Dataset entries:
§
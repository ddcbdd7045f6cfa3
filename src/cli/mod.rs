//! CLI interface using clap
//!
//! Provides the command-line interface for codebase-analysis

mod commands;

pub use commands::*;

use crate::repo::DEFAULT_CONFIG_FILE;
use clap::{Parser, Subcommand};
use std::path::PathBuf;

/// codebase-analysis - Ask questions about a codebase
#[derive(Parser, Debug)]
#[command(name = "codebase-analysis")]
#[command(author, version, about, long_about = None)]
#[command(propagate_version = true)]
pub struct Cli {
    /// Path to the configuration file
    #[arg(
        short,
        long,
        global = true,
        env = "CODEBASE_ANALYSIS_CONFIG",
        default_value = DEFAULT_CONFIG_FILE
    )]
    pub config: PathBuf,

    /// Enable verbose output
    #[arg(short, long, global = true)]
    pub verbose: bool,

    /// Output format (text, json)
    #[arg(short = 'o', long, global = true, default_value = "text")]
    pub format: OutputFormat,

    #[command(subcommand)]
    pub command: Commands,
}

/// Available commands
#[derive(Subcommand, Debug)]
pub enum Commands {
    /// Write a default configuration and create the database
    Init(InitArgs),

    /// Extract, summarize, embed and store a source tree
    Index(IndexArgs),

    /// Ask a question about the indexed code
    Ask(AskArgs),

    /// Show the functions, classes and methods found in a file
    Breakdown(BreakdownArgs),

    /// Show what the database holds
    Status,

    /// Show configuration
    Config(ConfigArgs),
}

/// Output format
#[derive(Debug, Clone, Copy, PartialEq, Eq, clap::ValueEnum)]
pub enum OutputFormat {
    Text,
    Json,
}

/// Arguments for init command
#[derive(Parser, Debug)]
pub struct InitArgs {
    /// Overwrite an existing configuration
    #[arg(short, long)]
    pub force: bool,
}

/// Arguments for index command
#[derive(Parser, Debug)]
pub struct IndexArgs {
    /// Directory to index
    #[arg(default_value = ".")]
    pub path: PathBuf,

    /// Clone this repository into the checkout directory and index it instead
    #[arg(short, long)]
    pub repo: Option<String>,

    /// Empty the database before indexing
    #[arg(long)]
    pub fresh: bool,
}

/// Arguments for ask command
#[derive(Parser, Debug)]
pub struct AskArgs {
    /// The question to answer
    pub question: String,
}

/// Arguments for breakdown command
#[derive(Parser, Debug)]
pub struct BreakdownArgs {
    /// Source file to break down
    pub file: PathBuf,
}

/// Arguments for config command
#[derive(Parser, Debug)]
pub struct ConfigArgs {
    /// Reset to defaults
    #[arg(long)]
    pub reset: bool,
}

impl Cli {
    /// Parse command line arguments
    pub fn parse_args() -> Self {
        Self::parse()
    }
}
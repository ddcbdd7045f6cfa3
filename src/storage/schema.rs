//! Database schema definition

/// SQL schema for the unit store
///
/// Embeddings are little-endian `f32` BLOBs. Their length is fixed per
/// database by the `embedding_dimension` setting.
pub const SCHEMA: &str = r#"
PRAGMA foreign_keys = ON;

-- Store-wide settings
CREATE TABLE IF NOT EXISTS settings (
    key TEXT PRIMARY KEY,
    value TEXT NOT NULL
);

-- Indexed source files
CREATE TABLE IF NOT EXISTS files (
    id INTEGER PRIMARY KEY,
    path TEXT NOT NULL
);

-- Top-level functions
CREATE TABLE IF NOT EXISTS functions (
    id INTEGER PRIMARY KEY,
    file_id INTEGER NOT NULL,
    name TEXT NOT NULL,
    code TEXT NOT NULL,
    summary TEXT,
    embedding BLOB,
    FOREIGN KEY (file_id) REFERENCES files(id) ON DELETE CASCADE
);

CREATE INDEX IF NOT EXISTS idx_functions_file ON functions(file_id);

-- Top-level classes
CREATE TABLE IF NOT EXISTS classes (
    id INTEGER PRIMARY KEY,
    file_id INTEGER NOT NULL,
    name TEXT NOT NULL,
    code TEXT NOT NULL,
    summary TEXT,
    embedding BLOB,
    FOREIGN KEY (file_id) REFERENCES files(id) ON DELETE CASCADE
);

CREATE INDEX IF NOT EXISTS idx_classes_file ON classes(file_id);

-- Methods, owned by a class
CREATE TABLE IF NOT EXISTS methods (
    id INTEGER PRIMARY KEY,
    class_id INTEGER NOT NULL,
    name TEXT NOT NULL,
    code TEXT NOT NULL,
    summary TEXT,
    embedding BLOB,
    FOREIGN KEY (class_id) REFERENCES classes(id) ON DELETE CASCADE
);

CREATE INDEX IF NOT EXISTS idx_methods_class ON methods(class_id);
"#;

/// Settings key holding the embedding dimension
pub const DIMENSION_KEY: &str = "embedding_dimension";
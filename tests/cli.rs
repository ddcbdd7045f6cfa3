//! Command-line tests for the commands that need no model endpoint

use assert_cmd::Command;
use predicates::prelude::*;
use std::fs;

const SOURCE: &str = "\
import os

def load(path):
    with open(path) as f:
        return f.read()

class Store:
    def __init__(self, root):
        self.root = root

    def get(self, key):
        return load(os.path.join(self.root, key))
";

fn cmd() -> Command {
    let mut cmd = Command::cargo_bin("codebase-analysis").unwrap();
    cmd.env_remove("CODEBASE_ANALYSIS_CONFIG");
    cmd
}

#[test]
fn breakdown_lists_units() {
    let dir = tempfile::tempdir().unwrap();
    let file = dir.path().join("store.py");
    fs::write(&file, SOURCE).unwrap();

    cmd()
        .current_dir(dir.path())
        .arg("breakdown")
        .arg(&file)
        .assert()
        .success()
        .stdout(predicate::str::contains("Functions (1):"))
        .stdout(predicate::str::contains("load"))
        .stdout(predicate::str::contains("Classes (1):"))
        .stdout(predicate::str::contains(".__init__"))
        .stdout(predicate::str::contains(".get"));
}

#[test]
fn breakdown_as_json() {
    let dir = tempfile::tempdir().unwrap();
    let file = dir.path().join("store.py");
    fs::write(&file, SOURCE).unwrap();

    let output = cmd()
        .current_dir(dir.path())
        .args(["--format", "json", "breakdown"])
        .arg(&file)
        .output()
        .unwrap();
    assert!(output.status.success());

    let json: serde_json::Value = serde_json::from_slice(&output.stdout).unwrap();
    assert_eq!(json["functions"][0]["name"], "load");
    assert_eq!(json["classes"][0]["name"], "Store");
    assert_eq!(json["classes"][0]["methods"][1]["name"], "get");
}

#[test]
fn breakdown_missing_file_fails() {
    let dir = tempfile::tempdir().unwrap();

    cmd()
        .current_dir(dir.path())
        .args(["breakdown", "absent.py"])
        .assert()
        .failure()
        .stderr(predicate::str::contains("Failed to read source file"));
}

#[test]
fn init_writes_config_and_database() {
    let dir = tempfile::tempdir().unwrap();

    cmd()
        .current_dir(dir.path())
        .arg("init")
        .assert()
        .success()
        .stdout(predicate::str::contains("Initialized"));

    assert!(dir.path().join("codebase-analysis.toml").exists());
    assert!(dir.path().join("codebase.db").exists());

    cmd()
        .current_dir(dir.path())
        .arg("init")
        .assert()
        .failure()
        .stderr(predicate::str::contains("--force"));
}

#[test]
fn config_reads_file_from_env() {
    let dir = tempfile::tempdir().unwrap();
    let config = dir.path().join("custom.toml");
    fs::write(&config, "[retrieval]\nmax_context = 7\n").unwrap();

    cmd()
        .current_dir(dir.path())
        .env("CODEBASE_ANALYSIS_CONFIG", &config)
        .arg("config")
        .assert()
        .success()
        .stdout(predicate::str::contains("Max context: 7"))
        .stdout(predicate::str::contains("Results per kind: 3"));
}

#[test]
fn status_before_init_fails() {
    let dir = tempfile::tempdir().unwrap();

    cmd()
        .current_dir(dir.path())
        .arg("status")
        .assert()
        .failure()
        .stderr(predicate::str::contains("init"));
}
§
▶ _What you need to do_: Please go line by line through the records above, copying each one that holds the string "short".

▶ _Completed exercise_:
        short,
    #[arg(short, long, global = true)]
    #[arg(short = 'o', long, global = true, default_value = "text")]
    #[arg(short, long)]
    #[arg(short, long)]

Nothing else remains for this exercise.